How to complete this task
Give back exactly the lines from the one holding "if size <= MIN_DUALTREE_CHROMA_SIZE *" to the last line of the entries, both included, and nothing more.

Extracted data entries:
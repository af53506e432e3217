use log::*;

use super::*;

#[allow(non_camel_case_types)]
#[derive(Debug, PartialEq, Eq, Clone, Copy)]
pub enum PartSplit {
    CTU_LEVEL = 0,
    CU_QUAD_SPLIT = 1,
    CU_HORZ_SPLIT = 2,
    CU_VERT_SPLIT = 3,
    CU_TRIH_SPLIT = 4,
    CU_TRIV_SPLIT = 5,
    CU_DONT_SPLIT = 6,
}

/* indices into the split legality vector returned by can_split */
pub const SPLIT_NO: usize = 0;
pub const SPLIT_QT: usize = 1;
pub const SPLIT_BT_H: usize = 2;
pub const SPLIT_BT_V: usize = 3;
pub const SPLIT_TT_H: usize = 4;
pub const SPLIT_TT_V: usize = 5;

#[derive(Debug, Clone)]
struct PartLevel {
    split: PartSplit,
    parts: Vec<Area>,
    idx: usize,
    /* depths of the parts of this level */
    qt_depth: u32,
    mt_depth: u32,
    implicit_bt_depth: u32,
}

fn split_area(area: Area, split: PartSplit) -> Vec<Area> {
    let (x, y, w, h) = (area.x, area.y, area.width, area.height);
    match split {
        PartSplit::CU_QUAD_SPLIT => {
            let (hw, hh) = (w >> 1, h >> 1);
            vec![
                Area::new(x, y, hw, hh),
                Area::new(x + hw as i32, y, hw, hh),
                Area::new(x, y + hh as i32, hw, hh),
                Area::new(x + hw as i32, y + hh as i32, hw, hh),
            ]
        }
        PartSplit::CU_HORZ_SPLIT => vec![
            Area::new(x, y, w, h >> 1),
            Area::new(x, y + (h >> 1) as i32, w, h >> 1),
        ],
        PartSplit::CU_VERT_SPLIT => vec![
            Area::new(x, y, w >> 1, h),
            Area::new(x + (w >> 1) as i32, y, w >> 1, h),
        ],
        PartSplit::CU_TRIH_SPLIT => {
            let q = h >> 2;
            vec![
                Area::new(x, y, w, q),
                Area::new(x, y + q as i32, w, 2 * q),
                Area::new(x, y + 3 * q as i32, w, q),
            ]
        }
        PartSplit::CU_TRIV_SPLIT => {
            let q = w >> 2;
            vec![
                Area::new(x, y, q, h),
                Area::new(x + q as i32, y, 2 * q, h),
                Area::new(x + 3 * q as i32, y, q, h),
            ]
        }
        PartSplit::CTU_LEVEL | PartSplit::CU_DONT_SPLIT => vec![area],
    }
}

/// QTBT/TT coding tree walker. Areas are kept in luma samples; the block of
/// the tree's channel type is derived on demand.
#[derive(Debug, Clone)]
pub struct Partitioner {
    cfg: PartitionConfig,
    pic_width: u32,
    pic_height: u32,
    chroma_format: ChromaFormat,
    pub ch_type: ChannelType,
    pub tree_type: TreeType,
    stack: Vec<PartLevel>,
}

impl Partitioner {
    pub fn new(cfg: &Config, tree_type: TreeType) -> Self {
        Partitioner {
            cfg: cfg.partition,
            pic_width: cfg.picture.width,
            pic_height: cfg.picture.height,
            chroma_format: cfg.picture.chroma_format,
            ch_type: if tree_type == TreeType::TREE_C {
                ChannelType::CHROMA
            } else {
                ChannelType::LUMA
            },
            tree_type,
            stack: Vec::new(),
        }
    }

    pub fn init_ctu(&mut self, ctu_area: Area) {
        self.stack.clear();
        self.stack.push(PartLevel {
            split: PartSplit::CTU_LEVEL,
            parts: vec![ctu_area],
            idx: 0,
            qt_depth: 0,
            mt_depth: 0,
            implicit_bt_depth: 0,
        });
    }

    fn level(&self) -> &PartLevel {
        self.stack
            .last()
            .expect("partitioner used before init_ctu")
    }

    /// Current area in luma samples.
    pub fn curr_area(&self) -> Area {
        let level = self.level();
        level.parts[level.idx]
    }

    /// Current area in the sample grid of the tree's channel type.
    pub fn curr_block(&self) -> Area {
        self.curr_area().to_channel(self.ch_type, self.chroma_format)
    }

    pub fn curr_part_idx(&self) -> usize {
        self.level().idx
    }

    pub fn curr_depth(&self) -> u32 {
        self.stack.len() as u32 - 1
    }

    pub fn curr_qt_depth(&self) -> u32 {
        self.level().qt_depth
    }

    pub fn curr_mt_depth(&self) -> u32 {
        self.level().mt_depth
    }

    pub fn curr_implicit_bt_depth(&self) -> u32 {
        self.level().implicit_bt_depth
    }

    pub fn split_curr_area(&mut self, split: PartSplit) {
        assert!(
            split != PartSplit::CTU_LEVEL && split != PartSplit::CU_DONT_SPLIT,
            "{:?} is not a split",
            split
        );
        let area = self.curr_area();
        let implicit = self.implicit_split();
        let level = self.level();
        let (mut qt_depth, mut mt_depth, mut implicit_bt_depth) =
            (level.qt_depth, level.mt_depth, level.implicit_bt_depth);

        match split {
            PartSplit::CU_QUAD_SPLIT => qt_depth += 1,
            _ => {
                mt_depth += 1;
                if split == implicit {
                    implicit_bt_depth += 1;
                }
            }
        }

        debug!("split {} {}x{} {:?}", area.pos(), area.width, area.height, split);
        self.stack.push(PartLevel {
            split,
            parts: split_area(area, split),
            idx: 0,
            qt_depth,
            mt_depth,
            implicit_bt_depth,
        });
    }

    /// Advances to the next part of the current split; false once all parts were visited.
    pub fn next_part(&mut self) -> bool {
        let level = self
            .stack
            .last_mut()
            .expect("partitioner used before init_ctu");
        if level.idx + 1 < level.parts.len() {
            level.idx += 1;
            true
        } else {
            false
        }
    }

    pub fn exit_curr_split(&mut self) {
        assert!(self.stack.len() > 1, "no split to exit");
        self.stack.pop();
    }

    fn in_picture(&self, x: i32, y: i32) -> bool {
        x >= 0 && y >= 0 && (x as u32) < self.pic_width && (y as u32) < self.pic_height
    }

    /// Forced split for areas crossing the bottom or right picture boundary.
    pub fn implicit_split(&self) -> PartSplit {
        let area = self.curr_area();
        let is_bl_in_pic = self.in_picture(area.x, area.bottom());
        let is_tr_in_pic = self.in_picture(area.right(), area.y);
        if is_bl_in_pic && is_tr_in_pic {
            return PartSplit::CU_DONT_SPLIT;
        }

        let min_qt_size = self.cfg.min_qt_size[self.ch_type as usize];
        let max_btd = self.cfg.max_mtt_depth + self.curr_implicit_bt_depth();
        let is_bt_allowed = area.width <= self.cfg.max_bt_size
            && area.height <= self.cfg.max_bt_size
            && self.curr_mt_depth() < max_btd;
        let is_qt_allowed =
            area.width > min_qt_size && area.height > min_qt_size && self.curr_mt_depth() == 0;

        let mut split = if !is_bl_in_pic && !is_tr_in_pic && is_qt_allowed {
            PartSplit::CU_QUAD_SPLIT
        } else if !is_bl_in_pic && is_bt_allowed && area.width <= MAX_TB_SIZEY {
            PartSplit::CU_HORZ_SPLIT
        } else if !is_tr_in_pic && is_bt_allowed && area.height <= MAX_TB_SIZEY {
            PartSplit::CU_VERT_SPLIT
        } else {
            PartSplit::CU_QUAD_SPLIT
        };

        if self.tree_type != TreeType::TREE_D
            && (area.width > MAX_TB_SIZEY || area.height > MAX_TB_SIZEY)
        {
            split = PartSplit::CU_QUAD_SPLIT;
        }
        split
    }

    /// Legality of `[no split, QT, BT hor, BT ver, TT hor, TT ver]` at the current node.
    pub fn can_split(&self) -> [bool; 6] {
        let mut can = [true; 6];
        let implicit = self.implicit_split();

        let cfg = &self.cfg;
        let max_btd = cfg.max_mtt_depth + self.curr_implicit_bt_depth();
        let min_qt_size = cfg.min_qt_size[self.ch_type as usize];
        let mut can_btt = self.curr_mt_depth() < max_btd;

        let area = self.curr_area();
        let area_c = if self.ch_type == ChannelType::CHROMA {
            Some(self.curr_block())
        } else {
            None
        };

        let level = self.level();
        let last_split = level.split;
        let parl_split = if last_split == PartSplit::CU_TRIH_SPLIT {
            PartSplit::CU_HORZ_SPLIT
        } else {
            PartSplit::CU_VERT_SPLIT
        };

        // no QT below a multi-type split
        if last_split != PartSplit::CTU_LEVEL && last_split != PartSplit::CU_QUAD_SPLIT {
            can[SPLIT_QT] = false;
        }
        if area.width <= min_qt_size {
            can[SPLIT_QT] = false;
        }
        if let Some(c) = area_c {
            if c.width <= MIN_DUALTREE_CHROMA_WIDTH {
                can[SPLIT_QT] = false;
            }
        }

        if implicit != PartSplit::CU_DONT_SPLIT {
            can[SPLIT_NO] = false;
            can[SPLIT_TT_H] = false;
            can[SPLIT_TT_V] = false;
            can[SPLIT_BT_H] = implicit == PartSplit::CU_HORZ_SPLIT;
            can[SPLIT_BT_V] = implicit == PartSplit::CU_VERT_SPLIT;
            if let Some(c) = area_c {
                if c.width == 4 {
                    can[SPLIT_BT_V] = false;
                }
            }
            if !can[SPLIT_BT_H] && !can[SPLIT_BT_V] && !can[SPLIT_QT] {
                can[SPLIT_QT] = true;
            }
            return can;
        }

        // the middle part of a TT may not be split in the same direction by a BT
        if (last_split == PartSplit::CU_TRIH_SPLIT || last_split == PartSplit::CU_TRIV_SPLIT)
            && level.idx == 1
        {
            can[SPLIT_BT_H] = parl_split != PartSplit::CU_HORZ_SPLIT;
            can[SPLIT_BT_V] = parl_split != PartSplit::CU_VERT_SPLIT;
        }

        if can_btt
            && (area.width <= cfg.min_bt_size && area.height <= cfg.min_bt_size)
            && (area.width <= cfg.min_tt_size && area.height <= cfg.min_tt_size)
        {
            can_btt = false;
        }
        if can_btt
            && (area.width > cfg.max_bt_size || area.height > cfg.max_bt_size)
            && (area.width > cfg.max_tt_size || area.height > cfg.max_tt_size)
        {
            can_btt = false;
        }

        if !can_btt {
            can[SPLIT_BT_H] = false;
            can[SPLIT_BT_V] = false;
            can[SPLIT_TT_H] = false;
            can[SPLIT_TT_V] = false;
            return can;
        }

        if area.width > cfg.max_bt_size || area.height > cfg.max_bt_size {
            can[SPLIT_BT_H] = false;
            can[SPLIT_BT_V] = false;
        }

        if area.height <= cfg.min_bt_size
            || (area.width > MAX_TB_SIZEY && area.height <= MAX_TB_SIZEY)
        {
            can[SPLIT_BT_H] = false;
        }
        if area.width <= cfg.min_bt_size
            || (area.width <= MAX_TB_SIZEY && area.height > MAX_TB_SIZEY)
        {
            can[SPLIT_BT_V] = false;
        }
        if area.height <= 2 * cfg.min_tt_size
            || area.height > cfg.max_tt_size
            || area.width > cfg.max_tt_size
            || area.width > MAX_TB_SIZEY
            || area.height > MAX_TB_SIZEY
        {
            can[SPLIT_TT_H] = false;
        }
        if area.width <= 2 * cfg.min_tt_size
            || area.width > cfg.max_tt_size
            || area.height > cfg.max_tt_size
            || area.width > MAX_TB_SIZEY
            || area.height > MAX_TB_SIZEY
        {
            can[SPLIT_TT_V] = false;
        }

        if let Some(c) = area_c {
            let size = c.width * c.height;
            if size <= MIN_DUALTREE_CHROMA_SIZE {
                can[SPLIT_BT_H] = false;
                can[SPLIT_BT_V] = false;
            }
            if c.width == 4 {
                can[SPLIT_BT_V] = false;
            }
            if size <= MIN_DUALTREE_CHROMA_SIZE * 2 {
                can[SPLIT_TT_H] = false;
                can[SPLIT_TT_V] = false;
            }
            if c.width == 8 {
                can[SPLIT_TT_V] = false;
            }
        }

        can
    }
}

Answer box
            if size <= MIN_DUALTREE_CHROMA_SIZE * 2 {
                can[SPLIT_TT_H] = false;
                can[SPLIT_TT_V] = false;
            }
            if c.width == 8 {
                can[SPLIT_TT_V] = false;
            }
        }

        can
    }
}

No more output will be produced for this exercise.